> _ASSIGNMENT_
The lines from the start of the records below through the line containing "malformed keys through." are to be copied exactly, both ends included, with nothing added.

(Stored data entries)
[Start of section]
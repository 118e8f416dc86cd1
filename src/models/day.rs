//! Canonical calendar day keys.

use chrono::NaiveDate;
use serde::{Deserialize, Serialize};
use std::borrow::Borrow;
use std::fmt;

use crate::error::{Error, Result};

/// A day keyed by its canonical `YYYY-MM-DD` string.
///
/// All schedule keys and comparisons use this string form. For well-formed
/// keys the lexicographic order is chronological. Keys built from
/// [`NaiveDate`] are always well-formed; keys built from raw strings are
/// not checked, so override snapshots may carry malformed keys through.
#[derive(Debug, Clone, PartialEq, Eq, Hash, PartialOrd, Ord, Serialize, Deserialize)]
#[serde(transparent)]
pub struct CalendarDay(String);

impl CalendarDay {
    /// Wraps a raw key without validation.
    pub fn new(key: impl Into<String>) -> Self {
        Self(key.into())
    }

    /// Canonical key for a date.
    pub fn from_date(date: NaiveDate) -> Self {
        Self(date.format("%Y-%m-%d").to_string())
    }

    /// Parses a key, rejecting anything that is not a valid date.
    pub fn parse(key: &str) -> Result<Self> {
        let date = crate::calendar::parse(key).ok_or_else(|| Error::InvalidDate(key.into()))?;
        Ok(Self::from_date(date))
    }

    /// The key as a string slice.
    #[inline]
    pub fn as_str(&self) -> &str {
        &self.0
    }

    /// The date this key denotes, if it is well-formed.
    pub fn to_date(&self) -> Option<NaiveDate> {
        crate::calendar::parse(&self.0)
    }

    /// Whether this key lies in the given year (by `YYYY-` prefix).
    pub fn in_year(&self, year: i32) -> bool {
        self.0
            .strip_prefix(year.to_string().as_str())
            .is_some_and(|rest| rest.starts_with('-'))
    }
}

impl fmt::Display for CalendarDay {
    fn fmt(&self, f: &mut fmt::Formatter<'_>) -> fmt::Result {
        f.write_str(&self.0)
    }
}

impl Borrow<str> for CalendarDay {
    fn borrow(&self) -> &str {
        &self.0
    }
}

impl From<NaiveDate> for CalendarDay {
    fn from(date: NaiveDate) -> Self {
        Self::from_date(date)
    }
}

impl From<&str> for CalendarDay {
    fn from(key: &str) -> Self {
        Self::new(key)
    }
}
[End of section]
> _RESPONSE AREA_
repository 118e8f416dc86cd1
filename src/models/day.rs
//! Canonical calendar day keys.

use chrono::NaiveDate;
use serde::{Deserialize, Serialize};
use std::borrow::Borrow;
use std::fmt;

use crate::error::{Error, Result};

/// A day keyed by its canonical `YYYY-MM-DD` string.
///
/// All schedule keys and comparisons use this string form. For well-formed
/// keys the lexicographic order is chronological. Keys built from
/// [`NaiveDate`] are always well-formed; keys built from raw strings are
/// not checked, so override snapshots may carry malformed keys through.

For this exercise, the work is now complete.